# CO2 manifold questions



## aquasox (Sep 11, 2005)

I don't have a CO2 manifold, but I'm thinking of getting one. 

I know you can hook up more than one needle valve to the manifold, but can you hook up more than one solenoid?

Also where is a good place to get one (online or store)?


Thanks


----------



## vic46 (Oct 20, 2006)

I don't see any reason that would not work. That would give you flexability by tank as to on/off of CO2. If that wasn't an issue you could put the solenoid between the regulator and the manifold. IO think you want to have bubble counter/check valve in each line from the manifold downstream from the needle valve.

Check with Rex Grigg on this board, he will have a definitive answer for you.

Vic


----------



## Rex Grigg (Jan 22, 2004)

You can run a solenoid after the needle valve on the manifold. But I prefer to run the solenoid before the needle valve. 

The reason being is that if you run the solenoids after the manifold and needle valve the pressure will go up in the manifold when the solenoid closes. And since we are using needle valves that can cause a increase in bubble rate. The reason that can happen is that the pressure going into the needle valve has an effect on how much CO2 passes the needle valve.

I custom build regulators. I build a lot of regulators to feed more than one tank. Give me and idea of how many tanks we are talking about here. And their sizes.


----------



## Robert Hudson (Feb 5, 2004)

If you are talking about a manifold bank like this:










You would have to put an inline solenoid, (one that connects via the tubing) after each needle valve. Otherwise you can only put a solenoid between the manifold and the regulator which will shut off the whole manifold.

This particular manifold is also in line.. you just connect the tubing from the regulator to the manifold. This makes it ultra easy to connect or disconnect the manifold. This manifold also has ultra sensitive needle valves.

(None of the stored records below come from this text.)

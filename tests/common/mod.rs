use std::collections::HashMap;
use std::env;
use std::sync::atomic::{AtomicBool, Ordering};
use std::sync::Arc;

use anyhow::{anyhow, Context, Result};
use async_trait::async_trait;
use axum::body::Body;
use axum::http::{Method, Request};
use axum::Router;
use diesel::connection::SimpleConnection;
use diesel::PgConnection;
use diesel_migrations::MigrationHarness;
use http_body_util::BodyExt;
use once_cell::sync::Lazy;
use smartdoc_backend::ai::{AiError, TextGenerator};
use smartdoc_backend::auth::EmailOwnerResolver;
use smartdoc_backend::config::{AppConfig, StorageBackend};
use smartdoc_backend::db::{self, PgPool};
use smartdoc_backend::routes;
use smartdoc_backend::state::AppState;
use smartdoc_backend::storage::ObjectStorage;
use tokio::sync::Mutex;
use tower::util::ServiceExt;
use uuid::Uuid;

static DB_LOCK: Lazy<Mutex<()>> = Lazy::new(|| Mutex::new(()));

#[allow(dead_code)]
#[derive(Clone)]
pub struct StoredObject {
    pub key: String,
    pub bytes: Vec<u8>,
    pub content_type: Option<String>,
}

#[derive(Default)]
pub struct FakeStorage {
    objects: Mutex<HashMap<String, StoredObject>>,
}

#[async_trait]
impl ObjectStorage for FakeStorage {
    async fn put_object(
        &self,
        key: &str,
        bytes: Vec<u8>,
        content_type: Option<String>,
    ) -> Result<()> {
        let stored = StoredObject {
            key: key.to_string(),
            bytes,
            content_type,
        };
        let mut guard = self.objects.lock().await;
        guard.insert(stored.key.clone(), stored);
        Ok(())
    }

    async fn get_object(&self, key: &str) -> Result<Vec<u8>> {
        let guard = self.objects.lock().await;
        guard
            .get(key)
            .map(|obj| obj.bytes.clone())
            .ok_or_else(|| anyhow!("object {key} missing"))
    }

    async fn delete_object(&self, key: &str) -> Result<()> {
        let mut guard = self.objects.lock().await;
        guard.remove(key);
        Ok(())
    }
}

impl FakeStorage {
    #[allow(dead_code)]
    pub async fn get(&self, key: &str) -> Option<StoredObject> {
        let guard = self.objects.lock().await;
        guard.get(key).cloned()
    }

    #[allow(dead_code)]
    pub async fn object_count(&self) -> usize {
        let guard = self.objects.lock().await;
        guard.len()
    }
}

/// Scripted stand-in for the AI provider: records every prompt, replies
/// with a fixed body, and can be flipped into a failing mode.
pub struct FakeAi {
    prompts: std::sync::Mutex<Vec<String>>,
    reply: std::sync::Mutex<String>,
    fail: AtomicBool,
}

impl Default for FakeAi {
    fn default() -> Self {
        Self {
            prompts: std::sync::Mutex::new(Vec::new()),
            reply: std::sync::Mutex::new("generated analysis".to_string()),
            fail: AtomicBool::new(false),
        }
    }
}

#[allow(dead_code)]
impl FakeAi {
    pub fn set_reply(&self, reply: &str) {
        *self.reply.lock().unwrap() = reply.to_string();
    }

    pub fn set_failing(&self, failing: bool) {
        self.fail.store(failing, Ordering::SeqCst);
    }

    pub fn prompts(&self) -> Vec<String> {
        self.prompts.lock().unwrap().clone()
    }

    pub fn call_count(&self) -> usize {
        self.prompts.lock().unwrap().len()
    }
}

#[async_trait]
impl TextGenerator for FakeAi {
    async fn generate(&self, prompt: &str) -> Result<String, AiError> {
        self.prompts.lock().unwrap().push(prompt.to_string());
        if self.fail.load(Ordering::SeqCst) {
            return Err(AiError::EmptyResponse);
        }
        Ok(self.reply.lock().unwrap().clone())
    }
}

pub struct TestApp {
    #[allow(dead_code)]
    pub state: AppState,
    router: Router,
    storage: Arc<FakeStorage>,
    ai: Arc<FakeAi>,
}

impl TestApp {
    /// Returns `None` when `TEST_DATABASE_URL` is not set, so the
    /// integration suites skip instead of failing on machines without a
    /// database.
    pub async fn spawn() -> Result<Option<Self>> {
        let Ok(database_url) = env::var("TEST_DATABASE_URL") else {
            eprintln!("TEST_DATABASE_URL not set; skipping integration test");
            return Ok(None);
        };

        let config = AppConfig {
            database_url: database_url.clone(),
            database_max_pool_size: db::DEFAULT_MAX_POOL_SIZE,
            server_host: "127.0.0.1".to_string(),
            server_port: 0,
            cors_allowed_origin: None,
            storage_backend: StorageBackend::Local,
            upload_dir: "uploads".to_string(),
            aws_endpoint_url: None,
            aws_access_key_id: None,
            aws_secret_access_key: None,
            aws_region: "us-east-1".to_string(),
            s3_bucket: None,
            gemini_api_base: "http://localhost:0".to_string(),
            gemini_api_key: "test-key".to_string(),
            gemini_model: "test-model".to_string(),
        };

        let pool = db::init_pool_with_size(&config.database_url, config.database_max_pool_size)?;
        prepare_database(&pool).await?;

        let storage = Arc::new(FakeStorage::default());
        let storage_for_state: Arc<dyn ObjectStorage> = storage.clone();
        let ai = Arc::new(FakeAi::default());
        let ai_for_state: Arc<dyn TextGenerator> = ai.clone();
        let owners = Arc::new(EmailOwnerResolver);

        let state = AppState::new(pool, config, storage_for_state, ai_for_state, owners);
        let router = routes::create_router(state.clone());

        Ok(Some(Self {
            state,
            router,
            storage,
            ai,
        }))
    }

    #[allow(dead_code)]
    pub fn storage(&self) -> Arc<FakeStorage> {
        self.storage.clone()
    }

    #[allow(dead_code)]
    pub fn ai(&self) -> Arc<FakeAi> {
        self.ai.clone()
    }

    #[allow(dead_code)]
    pub async fn get(&self, path: &str) -> Result<hyper::Response<Body>> {
        let request = Request::builder()
            .method(Method::GET)
            .uri(path)
            .body(Body::empty())?;
        Ok(self
            .router
            .clone()
            .oneshot(request)
            .await
            .expect("infallible response"))
    }

    #[allow(dead_code)]
    pub async fn delete(&self, path: &str) -> Result<hyper::Response<Body>> {
        let request = Request::builder()
            .method(Method::DELETE)
            .uri(path)
            .body(Body::empty())?;
        Ok(self
            .router
            .clone()
            .oneshot(request)
            .await
            .expect("infallible response"))
    }

    #[allow(dead_code)]
    pub async fn post_json<T: serde::Serialize + ?Sized>(
        &self,
        path: &str,
        payload: &T,
    ) -> Result<hyper::Response<Body>> {
        let body = serde_json::to_vec(payload)?;
        let request = Request::builder()
            .method(Method::POST)
            .uri(path)
            .header("content-type", "application/json")
            .body(Body::from(body))?;
        Ok(self
            .router
            .clone()
            .oneshot(request)
            .await
            .expect("infallible response"))
    }

    #[allow(dead_code)]
    pub async fn patch_json<T: serde::Serialize + ?Sized>(
        &self,
        path: &str,
        payload: &T,
    ) -> Result<hyper::Response<Body>> {
        let body = serde_json::to_vec(payload)?;
        let request = Request::builder()
            .method(Method::PATCH)
            .uri(path)
            .header("content-type", "application/json")
            .body(Body::from(body))?;
        Ok(self
            .router
            .clone()
            .oneshot(request)
            .await
            .expect("infallible response"))
    }

    /// Multipart upload with any number of `documents` file parts and an
    /// optional `email` text part. `content_type: None` omits the part's
    /// Content-Type header entirely.
    #[allow(dead_code)]
    pub async fn upload_documents(
        &self,
        email: Option<&str>,
        files: &[(&str, Option<&str>, &[u8])],
    ) -> Result<hyper::Response<Body>> {
        let boundary = format!("boundary-{}", Uuid::new_v4());
        let mut body = Vec::new();

        for (filename, content_type, data) in files {
            body.extend(format!("--{boundary}\r\n").as_bytes());
            body.extend(
                format!(
                    "Content-Disposition: form-data; name=\"documents\"; filename=\"{filename}\"\r\n"
                )
                .as_bytes(),
            );
            if let Some(content_type) = content_type {
                body.extend(format!("Content-Type: {content_type}\r\n").as_bytes());
            }
            body.extend(b"\r\n");
            body.extend(*data);
            body.extend(b"\r\n");
        }

        if let Some(email) = email {
            body.extend(format!("--{boundary}\r\n").as_bytes());
            body.extend(b"Content-Disposition: form-data; name=\"email\"\r\n\r\n");
            body.extend(email.as_bytes());
            body.extend(b"\r\n");
        }

        body.extend(format!("--{boundary}--\r\n").as_bytes());

        let request = Request::builder()
            .method(Method::POST)
            .uri("/api/documents/upload")
            .header(
                "content-type",
                format!("multipart/form-data; boundary={boundary}"),
            )
            .body(Body::from(body))?;

        Ok(self
            .router
            .clone()
            .oneshot(request)
            .await
            .expect("infallible response"))
    }
}

pub async fn acquire_db_lock() -> tokio::sync::MutexGuard<'static, ()> {
    DB_LOCK.lock().await
}

pub async fn body_to_vec(body: Body) -> Result<Vec<u8>> {
    let collected = body
        .collect()
        .await
        .map_err(|err| anyhow!("failed to read response body: {err}"))?;
    Ok(collected.to_bytes().to_vec())
}

async fn prepare_database(pool: &PgPool) -> Result<()> {
    let pool = pool.clone();
    tokio::task::spawn_blocking(move || -> Result<()> {
        let mut conn = pool
            .get()
            .map_err(|err| anyhow!("failed to acquire connection: {err}"))?;
        conn.run_pending_migrations(db::MIGRATIONS)
            .map_err(|err| anyhow!("failed to run migrations: {err}"))?;
        truncate_all(&mut conn)?;
        Ok(())
    })
    .await
    .context("migration task panicked")?
}

fn truncate_all(conn: &mut PgConnection) -> Result<()> {
    conn.batch_execute("TRUNCATE TABLE documents RESTART IDENTITY CASCADE;")
        .context("failed to truncate tables")?;
    Ok(())
}
pub mod explain;
pub mod qna;

use async_trait::async_trait;
use reqwest::{Client, StatusCode};
use serde::Deserialize;
use serde_json::json;
use thiserror::Error;
use tracing::{debug, error};

use crate::config::AppConfig;

#[derive(Debug, Error)]
pub enum AiError {
    #[error("ai provider request failed: {0}")]
    Transport(#[from] reqwest::Error),
    #[error("ai provider returned status {status}: {body}")]
    Status { status: StatusCode, body: String },
    #[error("ai provider returned no usable candidates")]
    EmptyResponse,
}

/// Text-completion boundary. Prompt in, generated text out; everything
/// about the provider (endpoint, auth, model) stays behind this trait.
#[async_trait]
pub trait TextGenerator: Send + Sync + 'static {
    async fn generate(&self, prompt: &str) -> Result<String, AiError>;
}

pub struct GeminiClient {
    client: Client,
    base_url: String,
    api_key: String,
    model: String,
}

impl GeminiClient {
    pub fn new(config: &AppConfig) -> Self {
        Self {
            client: Client::new(),
            base_url: config.gemini_api_base.clone(),
            api_key: config.gemini_api_key.clone(),
            model: config.gemini_model.clone(),
        }
    }
}

#[async_trait]
impl TextGenerator for GeminiClient {
    async fn generate(&self, prompt: &str) -> Result<String, AiError> {
        let url = format!(
            "{}/v1beta/models/{}:generateContent",
            self.base_url.trim_end_matches('/'),
            self.model
        );

        let payload = json!({
            "contents": [{ "role": "user", "parts": [{ "text": prompt }] }],
            "generationConfig": {
                "temperature": 0.3,
                "topP": 0.8,
                "topK": 40,
            },
        });

        debug!(model = %self.model, prompt_chars = prompt.chars().count(), "sending generate request");
        let response = self
            .client
            .post(url)
            .query(&[("key", self.api_key.as_str())])
            .json(&payload)
            .send()
            .await?;

        if !response.status().is_success() {
            let status = response.status();
            let body = response.text().await.unwrap_or_default();
            error!(%status, "generate request failed");
            return Err(AiError::Status { status, body });
        }

        let data: GenerateContentResponse = response.json().await?;
        data.candidates
            .into_iter()
            .flat_map(|candidate| candidate.content.parts)
            .find_map(|part| part.text)
            .filter(|text| !text.is_empty())
            .ok_or(AiError::EmptyResponse)
    }
}

#[derive(Deserialize)]
struct GenerateContentResponse {
    #[serde(default)]
    candidates: Vec<Candidate>,
}

#[derive(Deserialize)]
struct Candidate {
    #[serde(default)]
    content: CandidateContent,
}

#[derive(Deserialize, Default)]
struct CandidateContent {
    #[serde(default)]
    parts: Vec<CandidatePart>,
}

#[derive(Deserialize)]
struct CandidatePart {
    #[serde(default)]
    text: Option<String>,
}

Other manifolds are screwed on directly to the regulator, like the JBJ manifold. The needle valve is the same crappy one on the manifold as whats on their regulator.

This is my custom regulator










This would work without the bubble counter if you wanted the solenoid to shut off all the tanks at the same time. What are you wanting to do with the solenoid any way? If its just to shut the C02 off at night, why would you want a separate solenoid for each tank? If you are going to shut them all off at the same time, then all you need is one solenoid. If you are going to hook it up to a pH controler, then you would also need a separate pH controller on each tank and that would get very expensive. Even cheap solenoids add up if you are talking about several of them I would stick with one


----------



## aquasox (Sep 11, 2005)

OK basically, I've got one 10 gallon tank with pressurized CO2 (regulator with solenoid, needle valve) and one pH controller.

I want to add another tank (38 gallon) and possibly another 10 gallon. 

I'll probably set a few to timers as I do not want to buy anymore controllers. I want to be able to set the time when the CO2 goes on and off for each tank rather than having them all start and stop at the same time.


----------



## Robert Hudson (Feb 5, 2004)

Wow, you spent a lot of money on that ten gallon tank! Who's regulator do you have? If its just two tanks, you can split the line and have an inline needle valve/solenoid on each line. If its three tanks total, I would get a manifold. Rex has some in expensive, simple manifolds


----------



## Rex Grigg (Jan 22, 2004)

Building a regulator with three solenoids is not a problem. It's just money after all 

You should be able to modify your current regulator to work.


----------



## aquasox (Sep 11, 2005)

Robert Hudson said:


> Wow, you spent a lot of money on that ten gallon tank! Who's regulator do you have? If its just two tanks, you can split the line and have an inline needle valve/solenoid on each line. If its three tanks total, I would get a manifold. Rex has some in expensive, simple manifolds


Yes the tank itself is probably only 10 bucks...everything else is like 40 X the cost 

With regards to splitting the line, I like the idea. Is it possible to do this with all metal to metal connections (regulator, brass T-splitter, solenoid on each end, then needle valves) or use CO2 tubing to join some of the parts?...I Imagine you might need some adapter(if it exists) to join the T-splitter to the regulator?

BTW: I believe the regulator is a beer keg one (Simgo brand).


----------



## Rex Grigg (Jan 22, 2004)

You can't just split a line with a brass T. The CO2 will always take the path of least resistance. That's why you need a manifold and needle valves.

If you are feeding two tanks you can use a brass T and two in-line needle valves.

Since you have a beer regulator you might as well build the unit. It's cheaper to build the regulator with two solenoids attached to it than to run the same two solenoids in-line.

See CO2 Stuff For Sale for all the parts you would need. The minor stuff like adapters and such are not shown but I have them all.


----------